We expose our internal knowledge base over both REST and MCP using fastapi-mcp, which mounts existing FastAPI routes as MCP tools: no second server, no protocol-translation proxy. Two tools matter here: search_kb (semantic retrieval) and ask_kb (retrieval plus an LLM synthesis call that returns a cited answer).
search_kb worked flawlessly everywhere. ask_kb failed, intermittently, and the failure was maddeningly opaque. In the MCP client it surfaced as nothing more than:
Command failed with no output
No stack trace. No error payload. Just silence. And only sometimes.
The tell: one tool worked, the other didn’t
The pattern was the clue. search_kb does pure vector retrieval and returns in well under a second. ask_kb does the same retrieval and then calls an LLM to synthesize an answer, around seven seconds end to end. The fast tool always worked; the slow tool usually didn’t. “Usually,” because a short or cached answer occasionally came back quickly enough to succeed.
That smelled like a timeout. But our endpoint wasn’t timing out. Calling the REST /ask route directly returned a clean 200 in ~7 seconds. The failure only happened through MCP.
What fastapi-mcp actually does
Here’s the part that isn’t obvious: fastapi-mcp doesn’t invoke your route function in-process. When an MCP client calls a tool, fastapi-mcp makes an internal HTTP request to your own REST endpoint over localhost, using an httpx.AsyncClient.
And httpx defaults to a 5-second read timeout.
So the chain for ask_kb was: MCP client → fastapi-mcp → httpx (5s limit) → our /ask route → ~7s of retrieval + LLM synthesis. The synthesis blew past five seconds, httpx raised ReadTimeout, fastapi-mcp returned nothing, and the MCP client reported “Command failed with no output.” The container logs confirmed it:
httpx.ReadTimeout
File ".../fastapi_mcp/server.py", line 584, in _request
search_kb was fine because it never crossed the 5-second line.
The fix
Hand fastapi-mcp an httpx client with a timeout sized for LLM latency:
import httpx
from fastapi_mcp import FastApiMCP
mcp_client = httpx.AsyncClient(
base_url="http://localhost:8000",
timeout=httpx.Timeout(120.0), # default is 5s, far too short for LLM-backed tools
)
mcp = FastApiMCP(app, http_client=mcp_client, include_operations=["search_kb", "ask_kb"])
mcp.mount_http()
One line. The intermittent failures vanished.
Takeaways
- When a framework bridges calls internally over HTTP, it brings its own client config, and defaults are tuned for fast APIs, not model latency. fastapi-mcp’s localhost hop is easy to forget is even there.
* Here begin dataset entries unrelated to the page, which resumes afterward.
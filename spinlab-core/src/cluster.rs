//! Wheel cluster analysis: hot and cold arcs of physically adjacent pockets.
//!
//! Every slot on the wheel centers one arc of `arc_size` contiguous pockets
//! (wrapping past 26 back to 0). Each arc's observed hits are compared to
//! `arc_size × total_spins / 37`; arcs beyond the cluster threshold in either
//! direction are reported, in physical slot order.

use serde::{Deserialize, Serialize};
use tracing::debug;

use crate::config::AnalysisConfig;
use crate::deviation::{DeviationRecord, PercentDeviation};
use crate::frequency::FrequencyTable;
use crate::status::StageStatus;
use crate::wheel::{ArcSize, WheelTopology, POCKETS};

/// One evaluated arc.
#[derive(Debug, Clone, PartialEq, Serialize, Deserialize)]
pub struct ArcZone {
    pub center: u8,
    /// Arc members in physical order.
    pub members: Vec<u8>,
    pub observed: u32,
    pub expected: f64,
    pub percent_deviation: PercentDeviation,
}

#[derive(Debug, Clone, PartialEq, Serialize, Deserialize)]
pub struct ClusterReport {
    pub status: StageStatus,
    pub message: String,
    pub arc_size: ArcSize,
    pub hot_zones: Vec<ArcZone>,
    pub cold_zones: Vec<ArcZone>,
}

impl ClusterReport {
    pub fn insufficient(required: usize, actual: usize, arc_size: ArcSize) -> Self {
        Self {
            status: StageStatus::Insufficient { required, actual },
            message: format!(
                "Insufficient data for wheel cluster analysis (minimum {required} spins required, \
                 got {actual})."
            ),
            arc_size,
            hot_zones: Vec::new(),
            cold_zones: Vec::new(),
        }
    }
}

/// Evaluate the arc centered on every slot, in slot order.
pub fn evaluate_arcs(
    frequencies: &FrequencyTable,
    wheel: &WheelTopology,
    arc_size: ArcSize,
) -> Vec<ArcZone> {
    let expected = arc_size.get() as f64 * frequencies.total_spins as f64 / POCKETS as f64;
    (0..POCKETS)
        .map(|slot| {
            let members = wheel.arc(slot, arc_size);
            let record = DeviationRecord::new(frequencies.hits_on(&members), expected);
            ArcZone {
                center: wheel.order()[slot].value(),
                members: members.iter().map(|m| m.value()).collect(),
                observed: record.actual,
                expected: record.expected,
                percent_deviation: record.percent_deviation,
            }
        })
        .collect()
}

pub fn analyze_clusters(
    frequencies: &FrequencyTable,
    wheel: &WheelTopology,
    config: &AnalysisConfig,
) -> ClusterReport {
    let arc_size = config.cluster.arc_size;
    let status = config.gates.cluster().classify(frequencies.total_spins);
    if let StageStatus::Insufficient { required, actual } = status {
        return ClusterReport::insufficient(required, actual, arc_size);
    }

    let threshold = config.thresholds.cluster;
    let mut hot_zones = Vec::new();
    let mut cold_zones = Vec::new();
    for zone in evaluate_arcs(frequencies, wheel, arc_size) {
        if zone.percent_deviation.is_above(threshold) {
            hot_zones.push(zone);
        } else if zone.percent_deviation.is_below(-threshold) {
            cold_zones.push(zone);
        }
    }
    debug!(
        arc_size = arc_size.get(),
        hot = hot_zones.len(),
        cold = cold_zones.len(),
        "evaluated wheel arcs"
    );

    let found = !hot_zones.is_empty() || !cold_zones.is_empty();
    let message = match status {
        StageStatus::LowConfidence { spins } => format!(
            "Wheel cluster analysis performed, but with only {spins} spins, identified hot/cold \
             zones may be due to random chance. Interpret with extreme caution."
        ),
        _ if found => "Wheel cluster analysis complete. Hot/cold zones identified.".to_string(),
        _ => "Wheel cluster analysis performed. No significant hot or cold wheel zones \
              identified with current settings."
            .to_string(),
    };

    ClusterReport {
        status,
        message,
        arc_size,
        hot_zones,
        cold_zones,
    }
}

#[cfg(test)]
mod tests {
    use super::*;
    use crate::frequency::calculate_frequencies;
    use crate::outcome::OutcomeSequence;
    use crate::wheel::{topology, WHEEL_ORDER};

    fn clusters_for(numbers: &[u8], config: &AnalysisConfig) -> ClusterReport {
        let seq = OutcomeSequence::from_numbers(numbers.iter().copied()).unwrap();
        analyze_clusters(&calculate_frequencies(&seq), topology(), config)
    }

    #[test]
    fn thirty_seven_evaluations() {
        let seq = OutcomeSequence::from_numbers(WHEEL_ORDER).unwrap();
        let zones = evaluate_arcs(&calculate_frequencies(&seq), topology(), ArcSize::default());
        assert_eq!(zones.len(), 37);
        assert_eq!(zones[0].center, 0);
        assert_eq!(zones[0].members, vec![3, 26, 0, 32, 15]);
        for zone in &zones {
            assert_eq!(zone.observed, 5);
            assert!((zone.expected - 5.0).abs() < 1e-9);
        }
    }

    #[test]
    fn uniform_has_no_zones() {
        let numbers: Vec<u8> = WHEEL_ORDER.iter().chain(WHEEL_ORDER.iter()).copied().collect();
        for size in [3, 5, 7, 37] {
            let mut config = AnalysisConfig::default();
            config.cluster.arc_size = ArcSize::new(size).unwrap();
            let report = clusters_for(&numbers, &config);
            assert!(report.hot_zones.is_empty(), "arc size {size}");
            assert!(report.cold_zones.is_empty(), "arc size {size}");
            assert!(report.message.contains("No significant"));
        }
    }

    #[test]
    fn concentrated_zone_is_hot() {
        // Hit 0, 32, 15, 19, 4 ten times each, plus one lap of the wheel.
        let mut numbers: Vec<u8> = Vec::new();
        for _ in 0..10 {
            numbers.extend_from_slice(&[0, 32, 15, 19, 4]);
        }
        numbers.extend_from_slice(&WHEEL_ORDER);
        let report = clusters_for(&numbers, &AnalysisConfig::default());
        assert_eq!(report.status, StageStatus::Complete);
        let centers: Vec<u8> = report.hot_zones.iter().map(|z| z.center).collect();
        assert!(centers.contains(&15));
        assert!(!report.cold_zones.is_empty());
        // Physical slot order is preserved.
        let slots: Vec<usize> = report
            .hot_zones
            .iter()
            .map(|z| WHEEL_ORDER.iter().position(|&n| n == z.center).unwrap())
            .collect();
        let mut sorted = slots.clone();
        sorted.sort_unstable();
        assert_eq!(slots, sorted);
    }

    #[test]
    fn gated_below_minimum() {
        let report = clusters_for(&[1, 2], &AnalysisConfig::default());
        assert!(report.status.is_insufficient());
        assert!(report.hot_zones.is_empty());
        assert_eq!(report.arc_size.get(), 5);
    }
}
- “Command failed with no output” from an MCP client usually means a timeout, not a crash. The real exception lives in your server’s logs, not the client’s.
- Any MCP tool that calls an LLM needs a generous timeout across the whole chain, and there are several: the MCP client, your reverse proxy (we run nginx with
proxy_read_timeout 300s), and the framework’s internal HTTP client. Miss the innermost one and the outer ones don’t matter.